Filter the listing below down to the lines with the word "None" and copy those.
━━━━━ Given records
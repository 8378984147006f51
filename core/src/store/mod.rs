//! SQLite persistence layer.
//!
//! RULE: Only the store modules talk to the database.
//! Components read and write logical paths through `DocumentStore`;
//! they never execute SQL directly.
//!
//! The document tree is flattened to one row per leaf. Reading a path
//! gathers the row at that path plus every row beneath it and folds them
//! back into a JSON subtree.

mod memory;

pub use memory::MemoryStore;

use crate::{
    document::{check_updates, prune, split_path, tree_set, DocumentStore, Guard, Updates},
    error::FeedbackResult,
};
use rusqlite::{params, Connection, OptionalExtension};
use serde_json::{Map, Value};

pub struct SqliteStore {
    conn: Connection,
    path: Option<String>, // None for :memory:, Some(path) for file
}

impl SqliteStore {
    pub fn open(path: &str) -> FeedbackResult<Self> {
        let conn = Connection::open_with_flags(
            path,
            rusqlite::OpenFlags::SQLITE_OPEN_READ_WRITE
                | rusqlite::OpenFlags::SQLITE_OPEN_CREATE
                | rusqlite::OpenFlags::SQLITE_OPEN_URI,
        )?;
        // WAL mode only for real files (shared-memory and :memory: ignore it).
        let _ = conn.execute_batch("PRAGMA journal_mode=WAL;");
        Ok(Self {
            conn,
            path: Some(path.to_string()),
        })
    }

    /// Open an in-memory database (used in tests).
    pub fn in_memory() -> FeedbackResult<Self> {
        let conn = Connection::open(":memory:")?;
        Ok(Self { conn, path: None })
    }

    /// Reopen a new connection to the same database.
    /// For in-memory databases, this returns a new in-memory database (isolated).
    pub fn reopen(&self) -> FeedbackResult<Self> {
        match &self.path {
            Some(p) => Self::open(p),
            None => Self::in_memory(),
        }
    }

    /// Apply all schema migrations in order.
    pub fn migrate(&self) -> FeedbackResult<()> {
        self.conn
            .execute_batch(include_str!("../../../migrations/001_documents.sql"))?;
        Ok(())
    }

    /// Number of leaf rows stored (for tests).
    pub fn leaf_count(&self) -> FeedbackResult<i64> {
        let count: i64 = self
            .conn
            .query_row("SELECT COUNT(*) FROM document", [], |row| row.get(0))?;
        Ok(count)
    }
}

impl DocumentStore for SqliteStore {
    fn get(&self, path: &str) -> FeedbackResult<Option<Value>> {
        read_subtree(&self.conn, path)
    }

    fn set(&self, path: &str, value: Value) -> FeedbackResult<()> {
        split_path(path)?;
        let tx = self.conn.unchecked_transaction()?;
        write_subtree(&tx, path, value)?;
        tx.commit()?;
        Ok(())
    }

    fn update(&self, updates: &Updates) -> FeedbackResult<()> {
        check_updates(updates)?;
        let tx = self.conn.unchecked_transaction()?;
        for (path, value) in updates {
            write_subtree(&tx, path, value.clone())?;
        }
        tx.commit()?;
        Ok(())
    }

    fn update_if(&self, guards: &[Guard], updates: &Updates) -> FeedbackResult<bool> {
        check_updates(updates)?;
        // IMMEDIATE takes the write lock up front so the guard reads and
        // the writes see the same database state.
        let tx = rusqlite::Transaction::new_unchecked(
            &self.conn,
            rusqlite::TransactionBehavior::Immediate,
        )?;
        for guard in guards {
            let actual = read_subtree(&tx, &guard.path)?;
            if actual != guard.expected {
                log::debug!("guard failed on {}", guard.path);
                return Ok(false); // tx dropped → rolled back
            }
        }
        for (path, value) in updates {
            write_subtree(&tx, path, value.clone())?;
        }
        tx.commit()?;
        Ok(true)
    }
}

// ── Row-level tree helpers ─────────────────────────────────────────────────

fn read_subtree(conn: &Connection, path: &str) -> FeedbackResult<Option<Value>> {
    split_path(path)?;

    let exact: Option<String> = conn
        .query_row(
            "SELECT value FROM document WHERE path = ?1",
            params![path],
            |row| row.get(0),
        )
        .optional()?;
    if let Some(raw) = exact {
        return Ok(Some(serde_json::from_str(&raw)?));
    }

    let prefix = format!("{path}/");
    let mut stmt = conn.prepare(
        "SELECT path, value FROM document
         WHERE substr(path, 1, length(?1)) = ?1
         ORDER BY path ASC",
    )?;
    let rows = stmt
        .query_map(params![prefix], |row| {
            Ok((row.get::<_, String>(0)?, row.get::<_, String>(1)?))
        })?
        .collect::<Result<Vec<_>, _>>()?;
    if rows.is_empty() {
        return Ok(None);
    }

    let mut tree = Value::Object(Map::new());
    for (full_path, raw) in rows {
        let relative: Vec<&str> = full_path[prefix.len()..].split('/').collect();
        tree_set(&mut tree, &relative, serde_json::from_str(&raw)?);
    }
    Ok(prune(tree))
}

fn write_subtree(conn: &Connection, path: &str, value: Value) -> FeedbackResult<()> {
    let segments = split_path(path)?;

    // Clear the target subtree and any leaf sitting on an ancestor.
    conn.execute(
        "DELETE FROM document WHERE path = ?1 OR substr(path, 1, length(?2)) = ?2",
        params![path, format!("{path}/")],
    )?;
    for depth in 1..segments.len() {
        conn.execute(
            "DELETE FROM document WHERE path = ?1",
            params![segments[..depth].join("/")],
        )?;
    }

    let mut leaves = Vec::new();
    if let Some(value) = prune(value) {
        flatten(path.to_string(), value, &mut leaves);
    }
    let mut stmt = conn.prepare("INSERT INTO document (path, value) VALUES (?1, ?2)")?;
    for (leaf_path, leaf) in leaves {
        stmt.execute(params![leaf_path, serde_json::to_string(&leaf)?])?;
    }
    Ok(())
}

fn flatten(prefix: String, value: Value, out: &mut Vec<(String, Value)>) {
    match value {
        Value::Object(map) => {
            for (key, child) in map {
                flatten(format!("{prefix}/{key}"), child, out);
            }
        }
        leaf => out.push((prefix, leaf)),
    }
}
━━━━━━━━━━
* Output for this exercise:
    path: Option<String>, // None for :memory:, Some(path) for file
        Ok(Self { conn, path: None })
            None => Self::in_memory(),
        return Ok(None);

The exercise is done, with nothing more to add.